Security measures for a mobile device

E-commerce players must dwell on ways to validate and authorize a purchase as quickly as possible.

For this, there has to be a mechanism for real-time mobile device detection and the journey for mobile orders. All of this isn’t easy. As Riskified points out, the aspects that make mobile commerce attractive and convenient for consumers also result in complex hurdles for merchants when it comes to keeping a tab and authentication mobile orders. Citing an example, the fraud prevention specialist shared that its team ended up unearthing a major botnet fraud ring by evaluating data garnered from consumers’ interaction with merchants’ e-commerce sites and mobile apps. For this, the team delved deep into the journey, starting from whether the order was placed on a mobile device or elsewhere.

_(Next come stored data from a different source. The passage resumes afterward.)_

//! Compile-time kernel configuration.
//!
//! Simplified from a build.rs-codegen `hadron_config` bridge to plain
//! `const` items: this workspace has no multi-target build matrix to
//! generate constants for, so a codegen crate would be pure overhead (see
//! DESIGN.md's Open Question resolution).

/// Maximum number of CPUs the scheduler's per-CPU bookkeeping supports.
///
/// The scheduler core itself is logically single-runqueue;
/// this bounds SMP AP bring-up bookkeeping only.
pub const MAX_CPUS: usize = 32;

/// Scheduler timer-tick frequency in Hz (nominally 100 Hz).
pub const TIMER_HZ: u64 = 100;

/// Nanoseconds between timer ticks, derived from [`TIMER_HZ`].
pub const TIMER_PERIOD_NS: u64 = 1_000_000_000 / TIMER_HZ;

/// Initial kernel heap size in bytes.
pub const KERNEL_HEAP_INITIAL: u64 = 2 * 1024 * 1024;

/// Maximum kernel heap size in bytes after all `heap_expand` calls.
pub const KERNEL_HEAP_MAX: u64 = 256 * 1024 * 1024;

/// Size of each `heap_expand` growth chunk.
pub const HEAP_EXPAND_CHUNK: u64 = 1024 * 1024;

/// Kernel log level gate. Messages more verbose than this are compiled out.
#[derive(Debug, Clone, Copy, PartialEq, Eq, PartialOrd, Ord)]
pub enum LogLevel {
    /// Fatal and recoverable error conditions.
    Error,
    /// Unexpected but survivable conditions.
    Warn,
    /// High-level lifecycle events.
    Info,
    /// Developer-facing detail.
    Debug,
    /// Per-operation tracing.
    Trace,
}

impl LogLevel {
    /// Fixed-width name for aligned log output.
    #[must_use]
    pub const fn name(self) -> &'static str {
        match self {
            Self::Error => "ERROR",
            Self::Warn => "WARN ",
            Self::Info => "INFO ",
            Self::Debug => "DEBUG",
            Self::Trace => "TRACE",
        }
    }
}

/// Compile-time maximum log level. Raise for debug builds.
pub const MAX_LOG_LEVEL: LogLevel = LogLevel::Debug;

#[cfg(test)]
mod tests {
    use super::*;

    #[test]
    fn timer_period_matches_hz() {
        assert_eq!(TIMER_PERIOD_NS * TIMER_HZ, 1_000_000_000);
    }

    #[test]
    fn heap_chunk_divides_max() {
        assert_eq!(KERNEL_HEAP_MAX % HEAP_EXPAND_CHUNK, 0);
    }

    #[test]
    fn log_level_orders_error_below_trace() {
        assert!(LogLevel::Error < LogLevel::Trace);
    }
}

The team further explained: If mobile, note what type of device — was it an Android device or an iPhone? From here on, assess the starting point for mobile-related orders. Did the shopping originate on a PC and eventually finished the transaction via a mobile device? And was it via a mobile site or an app? Or did the shopper finish it via a traditional site only? If checkout was on a mobile device, it’s vital to identify whether the shopper was accessing the site through a mobile web browser, or the mobile app. By following these steps, a travel retailer can effectively spot the origin, and then plan and executive precise safety measures to combat fraud.

Analysis

Riskified also asserts that merchants “need to discern what is relevant for analysis”. The team refers to few crucial areas:

  • Cellular IP addresses are not unique identifiers. Be careful when it comes to marking a red flag based on this. In fact, lookout for unique identification number associated with such devices. Not easy for fraudsters/ hackers to spoof the same. This identifier would enable the merchant to track the device regardless of the Wi-fi or cellular network the device is using.
  • Remember that completing a transaction while being connected to a new Wi-fi network doesn’t necessarily mean that the order is fraudulent.
  • Riskified’s data shows merchants can safely approve over 94% of mobile orders with a partial AVS match, and over 70% of mobile purchases with a full AVS mismatch. The feeble connection between AVS results and mobile order fraud may be owing to the fact that users find it tough to enter their billing address on mobile devices’ smaller screens.
  • Securing the authentication process starts with the device itself. Using behavioral biometrics, merchants can verify a customer’s identity without making the process difficult for the customer. So focus on behavioral data unique to the mobile channel or focusing more on data that is equally reliable across mobile and desktop channels.” Mobile carrier information, GPS location, and advanced behavioral analytics can all be used. As a specialist in behavioral biometrics, SecuredTouch asserts that the days of static biometric techniques are numbered. Rather merchants now need to dwell upon continuous authentication that features device intelligence, behavioral anomalies. All of this becomes even more important as mobile-related fraud is on the rise, and the behaviour of consumers when they shop via mobile and what makes such devices risky needs to be ascertained.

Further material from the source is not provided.